The above is much better articulated in my primary and personal statement (in which I have expressed my love for patient-centered care as my primary drive for pursuing medicine).

Thanks again for your time!
In your case, they're not patients, they're research subjects....and you're not actually doing anything for them, other than obtaining consent.
 
In your case, they're not patients, they're research subjects....and you're not actually doing anything for them, other than obtaining consent.
I mean, at this point I guess we'd be arguing over semantics.

Maybe it would have helped to specify that I work with cancer patients and their families who are making end-of-life decisions, families with whom I have cried as their loved ones passed after long (and even short) battles with cancer? For me, our cancer patients are seeking the next best treatment options for them chemotherapy after immunotherapy after chemotherapy. To me, they're not strictly 'research subjects' like one might find undergoing some lung O2 study or some sleep apnea study.

Would rooming patient after patient or cleaning the sheets after each is discharged be considered more patient-centered care over helping someone obtain genomics results, helping guide physicians towards possible targeted treatment options based on patient results, and forming meaningful connections with patients and their families over the course of their treatments? I think both are valid forms of patient experience.

Again, not arguing for the sake of it, and I greatly appreciate all your insight! Just saying that as far as my clinical experiences go, I believe that the work we do here (i.e., the one I put down for 3200 hours) not only qualifies but is also one of the most meaningful ECs out of my entire application, EC/work that has been one of the biggest talking point at the three interviews I've attended so far.
 
I mean, at this point I guess we'd be arguing over semantics.

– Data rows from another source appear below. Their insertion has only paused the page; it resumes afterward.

//! Command Handlers
//!
//! Each handler orchestrates one state-changing operation: it validates the
//! command, mutates the aggregates, and commits the mutation together with
//! the raised events through a unit of work.

mod commands;
mod complete_recharge_handler;
mod create_wallet_handler;
mod pay_lecture_handler;
mod recharge_handler;
mod wallet_status_handler;


use sqlx::PgPool;

pub use commands::*;
pub use complete_recharge_handler::CompleteRechargeHandler;
pub use create_wallet_handler::CreateWalletHandler;
pub use pay_lecture_handler::PayLectureHandler;
pub use recharge_handler::RechargeWalletHandler;
pub use wallet_status_handler::{DeactivateWalletHandler, ReactivateWalletHandler};

/// Dependencies for one unit of message handling.
///
/// The consumer builds a fresh context per delivery and hands it to the
/// dispatch path, so handlers receive their dependencies explicitly and
/// never reach into shared ambient state.
#[derive(Clone)]
pub struct HandlerContext {
    pub pool: PgPool,
    /// Currency newly created wallets are denominated in
    pub default_currency: String,
}

impl HandlerContext {
    pub fn new(pool: PgPool, default_currency: impl Into<String>) -> Self {
        Self {
            pool,
            default_currency: default_currency.into(),
        }
    }
}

Maybe it would have helped to specify that I work with cancer patients and their families who are making end-of-life decisions, families with whom I have cried as their loved ones passed after long (and even short) battles with cancer? For me, our cancer patients are seeking the next best treatment options for them chemotherapy after immunotherapy after chemotherapy. To me, they're not strictly 'research subjects' like one might find undergoing some lung O2 study or some sleep apnea study.

Would rooming patient after patient or cleaning the sheets after each is discharged be considered more patient-centered care over helping someone obtain genomics results, helping guide physicians towards possible targeted treatment options based on patient results, and forming meaningful connections with patients and their families over the course of their treatments? I think both are valid forms of patient experience.

Again, not arguing for the sake of it, and I greatly appreciate all your insight! Just saying that as far as my clinical experiences go, I believe that the work we do here (i.e., the one I put down for 3200 hours) not only qualifies but is also one of the most meaningful ECs out of my entire application, EC/work that has been one of the biggest talking point at the three interviews I've attended so far.

If you explain it like the bold, that will help your case. The red bold is coming off a bit int he wrong way... you're not designing the experiments or interpreting the data, and especially not curing cancer; you're enrolling research subjects. And Medicine is a service profession, so yeah, rooming the patients and changing their sheets, bringing them ice or reading to them IS better.